In this case, the main difference in band order is that on HP5, Yellow is the lightest of the colour bands, whereas on Ortho, Yellow is darker than Blue (and about the same shade as Green). This confirms what we saw from the spectral sensitivity curves which I discussed earlier. Compared to panchromatic film, Ilford Ortho is more sensitive to blue light, but has little sensitivity to yellow. As for red, the Ortho film cannot see it at all. On the Ortho negative, the red band has no visible density, just like the black square.

The 5 main film types

Having described my rainbow film test, I’ll now analyse and compare the five main types of B&W film, categorised by spectral response:

  • Blue-sensitive
  • Orthochromatic
  • Panchromatic
  • Orthopanchromatic
  • Extended red-sensitivity

For each type, I’ve included:

  • A few brand names, if you want to try them out
  • Spectral sensitivity curves from manufacturers (where available)
  • Rainbow film tests (done by me)
  • Sample images
  • Comparisons with digital (colour) or other B&W film photos.

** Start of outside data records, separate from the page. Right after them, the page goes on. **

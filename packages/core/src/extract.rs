//! Recovers a JSON object from arbitrary LLM text: reasoning tags and
//! fenced code blocks are stripped or scanned first, and a bracket-matching
//! scanner is the last resort before giving up.

use once_cell::sync::Lazy;
use regex::Regex;
use serde_json::Value;

use crate::error::TaskforgeError;

static THINK_BLOCK: Lazy<Regex> =
    Lazy::new(|| Regex::new(r"(?s)<think>.*?</think>").unwrap());
static THINK_UNTERMINATED: Lazy<Regex> = Lazy::new(|| Regex::new(r"(?s)<think>.*$").unwrap());
static FENCE: Lazy<Regex> =
    Lazy::new(|| Regex::new(r"(?s)```(?:json)?\s*(.*?)```").unwrap());

fn strip_think_tags(text: &str) -> String {
    let stripped = THINK_BLOCK.replace_all(text, "");
    THINK_UNTERMINATED.replace_all(&stripped, "").trim().to_string()
}

/// Stack-based bracket-matching scan: tracks `{}`/`[]` depth while
/// respecting string literals and backslash escapes, restarting the scan
/// from the position after a failed candidate.
fn scan_brackets(text: &str) -> Option<Value> {
    let bytes: Vec<char> = text.chars().collect();
    let mut start_positions: Vec<usize> = Vec::new();
    for (i, c) in bytes.iter().enumerate() {
        if *c == '{' || *c == '[' {
            start_positions.push(i);
        }
    }

    for &start in &start_positions {
        let mut depth: i64 = 0;
        let mut in_string = false;
        let mut escape = false;
        let opener = bytes[start];
        let closer = if opener == '{' { '}' } else { ']' };

        for j in start..bytes.len() {
            let c = bytes[j];
            if in_string {
                if escape {
                    escape = false;
                } else if c == '\\' {
                    escape = true;
                } else if c == '"' {
                    in_string = false;
                }
                continue;
            }
            match c {
                '"' => in_string = true,
                c if c == opener => depth += 1,
                c if c == closer => {
                    depth -= 1;
                    if depth == 0 {
                        let candidate: String = bytes[start..=j].iter().collect();
                        if let Ok(v) = serde_json::from_str::<Value>(&candidate) {
                            return Some(v);
                        }
                        break;
                    }
                }
                _ => {}
            }
        }
    }
    None
}

/// Extracts a JSON value from noisy LLM output text, trying direct parse,
/// fenced code blocks, then a bracket-matching scan, in that order.
pub fn extract_json(text: &str) -> crate::Result<Value> {
    let cleaned = strip_think_tags(text);

    if let Ok(v) = serde_json::from_str::<Value>(&cleaned) {
        return Ok(v);
    }

    for caps in FENCE.captures_iter(&cleaned) {
        let candidate = caps[1].trim();
        if let Ok(v) = serde_json::from_str::<Value>(candidate) {
            return Ok(v);
        }
    }

    scan_brackets(&cleaned).ok_or(TaskforgeError::Extraction)
}

/// Validates that an extracted value has the minimal shape of a workflow
/// IR: an object with a non-empty `nodes` array and an `edges` array.
pub fn validate_workflow_structure(value: &Value) -> bool {
    let Some(obj) = value.as_object() else {
        return false;
    };
    let nodes_ok = obj
        .get("nodes")
        .and_then(|v| v.as_array())
        .map(|a| !a.is_empty())
        .unwrap_or(false);
    let edges_ok = obj.get("edges").map(|v| v.is_array()).unwrap_or(false);
    nodes_ok && edges_ok
}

This is the oldest type of emulsion, with the most limited sensitivity.

As Encyclopedia Britannica explains, “The earlier emulsions were most sensitive to violet and blue light (…) Toward the cyan and green, sensitivity drops rapidly. (…) The result of such a characteristic is that in a natural scene reds and yellows appear black in the positive, and green appears too dark.”

Such emulsions are called blue-sensitive, natural or ordinary. In fact, the effect is anything but “natural” or “ordinary” – but as we shall soon see, film terminology is not always logical.

Some of the oldest photographic processes, such as daguerreotypes and wet-collodion, were also blue-sensitive. If you want to make like it’s 1865 but without the inconvenience of plate cameras, blue-sensitive film is still(!) available in 35mm format. Options include Argenti 2366 (pictured above, available from Foto-R3), and FPP Blue Sensitive.

Here’s the spectral sensitivity curve for Eastman 2366 (you can read my full review here). As before, I added a rainbow band to show approximately how wavelengths correspond to colours.

Source: Kodak datasheet

Notice how it falls off a cliff in the blue-green zone? The film’s sensitivity in the visible spectrum is narrower than panchromatic and even orthochromatic film.

Now let’s look at the rainbow film test for this blue-sensitive film. As before, I’ve compared it with panchromatic Ilford HP5 Plus film.

Ilford HP5 Plus
Eastman 2366 Blue-sensitive film

Blue is slightly darker than yellow on HP5, but significantly lighter than yellow on Eastman 2366. This is exactly what you’d expect from a blue-sensitive film. On the Eastman 2366 negative, the red band has no visible density; the film can’t see it at all.

What effect does this have on real-life photos? Yellow chrysanthemums, for example, look almost black – strikingly different from the desaturated digital image (below-right).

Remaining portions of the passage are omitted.